Es ist problematisch, dass als Beleg für die Übersendung des Nachweises am 21. September 2008 (drei Tage später) lediglich das Zeugnis des Versicherungsmaklers angeboten wird. Üblicherweise existiert ein Faxprotokoll, mit dem zumindest indiziell die Übersendung des Fax belegt werden kann (näher BSG, 20.10.2009 - B 5 R 84/09 B - JURIS). Bei einem Versicherungsmakler sollten solche Faxnachweise im beruflichen Verkehr regelmäßig aufbewahrt werden; dies gilt um so mehr als hier wenig später ein Widerspruch gegen den Bescheid vom 9. September 2009 eingelegt wurde. Warum dies "bei digitaler Speicherung natürlich" "nach so langer Zeit" nicht mehr vorgelegt werden kann, ist nicht nachvollziehbar. Ein Ausdruck einer digitalen Speiche-rung ist regelmäßig auch nach Jahren möglich; die Beweislast für solche nachweislosen Übersendungen trägt der Antragsteller. Es ist auch schwierig, ohne ein solches Faxprotokoll die ordnungsgemäße und störungsfreie Übersendung zu belegen (vgl. BSG a.a.O.). Der Versicherungsmakler kann unter Umständen nur bezeugen, dass er meint, die richtige Faxnummer gewählt und keine Störung bemerkt zu haben.
Der Umstand, dass der Antragsteller unter Beweisantritt vorträgt, jener Nachweis sei von der U. Versicherung mit einfachem Brief an die Antragsgegnerin übersandt worden, ist nicht geeignet, einen Erfolg der Klage herbeizuführen. Denn es ist ohne Weiteres möglich, dass dieses Schreiben auf dem Postwege verloren gegangen ist. Das Risiko hierfür trägt der Antragsteller. Es ist zudem unglaubhaft, dass dieses Schreiben an einem Sonntag versandt wurde.
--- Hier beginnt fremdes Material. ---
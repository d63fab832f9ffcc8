use borsh::{BorshDeserialize, BorshSerialize};
use solana_program::{
    instruction::{AccountMeta, Instruction},
    program_error::ProgramError,
    pubkey::Pubkey,
    system_program,
};

use crate::{
    raffle_state::RaffleConfig,
    utils::{find_raffle_address, find_vault_address},
};

#[derive(BorshSerialize, BorshDeserialize, Clone, Debug, PartialEq)]
pub enum RaffleInstruction {
    /// Create a raffle with a fixed entrance fee and round interval
    ///
    /// Accounts expected:
    /// 0. `[signer, writable]` The creator, pays for the raffle account
    /// 1. `[writable]` The raffle account (PDA of `["raffle", creator]`)
    /// 2. `[]` The vault (PDA of `["vault", raffle]`)
    /// 3. `[]` The system program
    Initialize { config: RaffleConfig },

    /// Enter the current round
    ///
    /// Accounts expected:
    /// 0. `[signer, writable]` The entrant (pays `amount`)
    /// 1. `[writable]` The raffle account
    /// 2. `[writable]` The vault
    /// 3. `[]` The system program
    EnterRaffle {
        /// Lamports paid, at least the entrance fee
        amount: u64,
    },

    /// Read-only: report through return data whether the round may close
    ///
    /// Accounts expected:
    /// 0. `[]` The raffle account
    /// 1. `[]` The vault
    CheckUpkeep { check_data: Vec<u8> },

    /// Close the round and request randomness (anyone may call)
    ///
    /// Accounts expected:
    /// 0. `[writable]` The raffle account
    /// 1. `[]` The vault
    /// 2. `[]` The coordinator program
    /// Remaining accounts are forwarded to the coordinator
    PerformUpkeep { perform_data: Vec<u8> },

    /// Oracle callback settling the round
    ///
    /// Accounts expected:
    /// 0. `[signer]` The oracle authority
    /// 1. `[writable]` The raffle account
    /// 2. `[writable]` The vault
    /// 3. `[]` The system program
    /// Remaining accounts: `[writable]` winner candidates
    FulfillRandomWords {
        request_id: u64,
        random_words: Vec<u128>,
    },

    /// Replace a request left unanswered for a full interval (anyone may call)
    ///
    /// Accounts expected:
    /// 0. `[writable]` The raffle account
    /// 1. `[]` The coordinator program
    /// Remaining accounts are forwarded to the coordinator
    ReissueRequest {},
}

impl RaffleInstruction {
    /// Unpacks a byte buffer into a RaffleInstruction
    pub fn unpack(input: &[u8]) -> Result<Self, ProgramError> {
        Self::try_from_slice(input).map_err(|_| ProgramError::InvalidInstructionData)
    }

    /// Packs a RaffleInstruction into a byte buffer
    pub fn pack(&self) -> Result<Vec<u8>, ProgramError> {
        self.try_to_vec()
            .map_err(|_| ProgramError::InvalidInstructionData)
    }
}

/// Create initialize instruction; the raffle and vault addresses are derived from `creator`
pub fn initialize(
    program_id: &Pubkey,
    creator: &Pubkey,
    config: RaffleConfig,
) -> Result<Instruction, ProgramError> {
    let (raffle, _) = find_raffle_address(program_id, creator);
    let (vault, _) = find_vault_address(program_id, &raffle);
    let data = RaffleInstruction::Initialize { config }.pack()?;

    let accounts = vec![
        AccountMeta::new(*creator, true),
        AccountMeta::new(raffle, false),
        AccountMeta::new_readonly(vault, false),
        AccountMeta::new_readonly(system_program::id(), false),
    ];

    Ok(Instruction {
        program_id: *program_id,
        accounts,
        data,
    })
}

/// Create enter_raffle instruction
pub fn enter_raffle(
    program_id: &Pubkey,
    entrant: &Pubkey,
    raffle: &Pubkey,
    amount: u64,
) -> Result<Instruction, ProgramError> {
    let (vault, _) = find_vault_address(program_id, raffle);
    let data = RaffleInstruction::EnterRaffle { amount }.pack()?;

    let accounts = vec![
        AccountMeta::new(*entrant, true),
        AccountMeta::new(*raffle, false),
        AccountMeta::new(vault, false),
        AccountMeta::new_readonly(system_program::id(), false),
    ];

    Ok(Instruction {
        program_id: *program_id,
        accounts,
        data,
    })
}

/// Create check_upkeep instruction
pub fn check_upkeep(
    program_id: &Pubkey,
    raffle: &Pubkey,
    check_data: Vec<u8>,
) -> Result<Instruction, ProgramError> {
    let (vault, _) = find_vault_address(program_id, raffle);
    let data = RaffleInstruction::CheckUpkeep { check_data }.pack()?;

    let accounts = vec![
        AccountMeta::new_readonly(*raffle, false),
        AccountMeta::new_readonly(vault, false),
    ];

    Ok(Instruction {
        program_id: *program_id,
        accounts,
        data,
    })
}

/// Create perform_upkeep instruction
pub fn perform_upkeep(
    program_id: &Pubkey,
    raffle: &Pubkey,
    coordinator_program: &Pubkey,
    coordinator_accounts: &[AccountMeta],
    perform_data: Vec<u8>,
) -> Result<Instruction, ProgramError> {
    let (vault, _) = find_vault_address(program_id, raffle);
    let data = RaffleInstruction::PerformUpkeep { perform_data }.pack()?;

    let mut accounts = vec![
        AccountMeta::new(*raffle, false),
        AccountMeta::new_readonly(vault, false),
        AccountMeta::new_readonly(*coordinator_program, false),
    ];
    accounts.extend_from_slice(coordinator_accounts);

    Ok(Instruction {
        program_id: *program_id,
        accounts,
        data,
    })
}

/// Create fulfill_random_words instruction. `candidates` must contain the
/// winner the random words select; passing every player always satisfies it.
pub fn fulfill_random_words(
    program_id: &Pubkey,
    oracle_authority: &Pubkey,
    raffle: &Pubkey,
    request_id: u64,
    random_words: Vec<u128>,
    candidates: &[Pubkey],
) -> Result<Instruction, ProgramError> {
    let (vault, _) = find_vault_address(program_id, raffle);
    let data = RaffleInstruction::FulfillRandomWords {
        request_id,
        random_words,
    }
    .pack()?;

    let mut accounts = vec![
        AccountMeta::new_readonly(*oracle_authority, true),
        AccountMeta::new(*raffle, false),
        AccountMeta::new(vault, false),
        AccountMeta::new_readonly(system_program::id(), false),
    ];
    let mut seen: Vec<&Pubkey> = Vec::with_capacity(candidates.len());
    for candidate in candidates {
        if !seen.contains(&candidate) {
            seen.push(candidate);
            accounts.push(AccountMeta::new(*candidate, false));
        }
    }

    Ok(Instruction {
        program_id: *program_id,
        accounts,
        data,
    })
}

/// Create reissue_request instruction
pub fn reissue_request(
    program_id: &Pubkey,
    raffle: &Pubkey,
    coordinator_program: &Pubkey,
    coordinator_accounts: &[AccountMeta],
) -> Result<Instruction, ProgramError> {
    let data = RaffleInstruction::ReissueRequest {}.pack()?;

    let mut accounts = vec![
        AccountMeta::new(*raffle, false),
        AccountMeta::new_readonly(*coordinator_program, false),
    ];
    accounts.extend_from_slice(coordinator_accounts);

    Ok(Instruction {
        program_id: *program_id,
        accounts,
        data,
    })
}

#[cfg(test)]
mod tests {
    use super::*;

    #[test]
    fn unpack_rejects_garbage() {
        assert_eq!(
            RaffleInstruction::unpack(&[42]),
            Err(ProgramError::InvalidInstructionData)
        );
        assert_eq!(
            RaffleInstruction::unpack(&[]),
            Err(ProgramError::InvalidInstructionData)
        );
    }

    #[test]
    fn enter_raffle_targets_the_derived_vault() {
        let program_id = Pubkey::new_unique();
        let entrant = Pubkey::new_unique();
        let (raffle, _) = find_raffle_address(&program_id, &entrant);
        let ix = enter_raffle(&program_id, &entrant, &raffle, 5).unwrap();

        let (vault, _) = find_vault_address(&program_id, &raffle);
        assert_eq!(ix.accounts[2].pubkey, vault);
        assert!(ix.accounts[0].is_signer);
        assert_eq!(
            RaffleInstruction::unpack(&ix.data).unwrap(),
            RaffleInstruction::EnterRaffle { amount: 5 }
        );
    }

    #[test]
    fn fulfil_lists_each_candidate_once() {
        let program_id = Pubkey::new_unique();
        let oracle = Pubkey::new_unique();
        let raffle = Pubkey::new_unique();
        let player = Pubkey::new_unique();
        let other = Pubkey::new_unique();

        let ix = fulfill_random_words(
            &program_id,
            &oracle,
            &raffle,
            9,
            vec![17],
            &[player, other, player],
        )
        .unwrap();

        assert_eq!(ix.accounts.len(), 6);
        assert!(ix.accounts[0].is_signer);
        assert!(ix.accounts[4].is_writable && ix.accounts[5].is_writable);
    }
}
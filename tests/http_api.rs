//! Integration tests for the locale gateway HTTP surface.
//!
//! These tests spawn the real router on an ephemeral port, stub the
//! external translation provider with wiremock, and drive requests with a
//! redirect-disabled reqwest client so the gate's 307s can be observed.

use std::sync::Arc;

use listing_locale_gateway::config::Config;
use listing_locale_gateway::server::{self, AppState};
use wiremock::{
    matchers::{body_partial_json, method, path},
    Mock, MockServer, ResponseTemplate,
};

// ==================== Test Helpers ====================

fn test_config(provider_url: &str, api_key: Option<&str>) -> Config {
    Config {
        environment: "test".to_string(),
        port: 0,
        provider_api_url: provider_url.to_string(),
        provider_api_key: "test-provider-key".to_string(),
        provider_timeout_secs: 5,
        cache_capacity: 64,
        api_key: api_key.map(|k| k.to_string()),
    }
}

/// Spawn the gateway against the given provider URL; returns its base URL.
async fn spawn_app(provider_url: &str, api_key: Option<&str>) -> String {
    let state = Arc::new(AppState::new(test_config(provider_url, api_key)).expect("state"));
    let app = server::router(state);

    let listener = tokio::net::TcpListener::bind("127.0.0.1:0")
        .await
        .expect("bind ephemeral port");
    let addr = listener.local_addr().expect("local addr");

    tokio::spawn(async move {
        axum::serve(listener, app).await.expect("serve");
    });

    format!("http://{}", addr)
}

/// A client that does not follow redirects, so 307s are observable.
fn client() -> reqwest::Client {
    reqwest::Client::builder()
        .redirect(reqwest::redirect::Policy::none())
        .build()
        .expect("build client")
}

fn translations_body(translations: &[&str]) -> serde_json::Value {
    serde_json::json!({ "translations": translations })
}
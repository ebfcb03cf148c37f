//! Language type: validated language representation.
//!
//! A `Language` can only hold one of the registry's supported codes, so
//! every language-bearing operation in the crate works with values that are
//! already known to be valid.

use crate::i18n::{LanguageConfig, LanguageRegistry};
use anyhow::{bail, Result};

/// A validated language.
///
/// This type represents a language that has been validated against the
/// registry. It ensures that only supported, enabled languages can be
/// constructed.
#[derive(Debug, Clone, Copy, PartialEq, Eq, Hash)]
pub struct Language {
    /// ISO 639-1 language code ("hy", "en", "ru")
    code: &'static str,
}

impl Language {
    /// Armenian, the canonical source language of all listing content.
    pub const ARMENIAN: Language = Language { code: "hy" };

    /// English translation target.
    pub const ENGLISH: Language = Language { code: "en" };

    /// Russian translation target.
    pub const RUSSIAN: Language = Language { code: "ru" };

    /// Create a Language from a language code string.
    ///
    /// # Returns
    /// * `Ok(Language)` if the code is valid and the language is enabled
    /// * `Err` if the code is not found or the language is disabled
    pub fn from_code(code: &str) -> Result<Language> {
        let registry = LanguageRegistry::get();

        match registry.get_by_code(code) {
            Some(config) if config.enabled => Ok(Language {
                code: config.code, // Use the static str from the registry
            }),
            Some(_) => bail!("Language '{}' is not enabled", code),
            None => bail!("Unknown language code: '{}'", code),
        }
    }

    /// Get the canonical (source) language.
    ///
    /// This is the language all listing content is authored in, and from
    /// which all translations are derived.
    pub fn canonical() -> Language {
        let config = LanguageRegistry::get().canonical();
        Language { code: config.code }
    }

    /// Get the ISO 639-1 language code.
    pub fn code(&self) -> &'static str {
        self.code
    }

    /// Get the full language configuration from the registry.
    ///
    /// # Panics
    /// Panics if the language code is not found in the registry. This should
    /// never happen if the Language was constructed properly (via `from_code`
    /// or constants).
    pub fn config(&self) -> &'static LanguageConfig {
        LanguageRegistry::get()
            .get_by_code(self.code)
            .expect("Language code should always be valid")
    }

    /// Get the English name of the language.
    pub fn name(&self) -> &'static str {
        self.config().name
    }

    /// Get the native name of the language.
    pub fn native_name(&self) -> &'static str {
        self.config().native_name
    }

    /// Check if this is the canonical language.
    pub fn is_canonical(&self) -> bool {
        self.config().is_canonical
    }
}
Für die Übergabe im Rahmen der Zwangsvollstreckung wurde kein Beweismittel benannt; ein solches ist auch nicht ersichtlich. Der Senat hat nicht darüber zu spekulieren, ob und warum die Zwangsvollstreckung ergebnislos verlief. Sollte im Rahmen der Zwangsvollstreckung jener Nachweis vorgelegt worden sein, wäre die Vollstreckung der rückständigen Beiträge dadurch nicht rechtswidrig geworden.
Eine Beweiserleichterung ist dem Antragsteller nicht einzuräumen. Er hätte es in der Hand gehabt, sich den Empfang eines Nachweises über einen anderweitigen Krankenversicherungsschutz im Rahmen einer persönlichen Vorsprache bei der Antragsgegnerin schriftlich bestätigen zu lassen; er hätte auch diesen Nachweis per Einschreiben mit Rückschein übersenden können. Ein solches Vorgehen hätte sich aufgedrängt, nachdem die Antragsgegnerin unter dem 9. September 2008 den Eingang eines Nachweises in Abrede gestellt hat. Eine negative Tatsache (keinen Zugang eines Nachweises) kann die Beklagte niemals beweisen.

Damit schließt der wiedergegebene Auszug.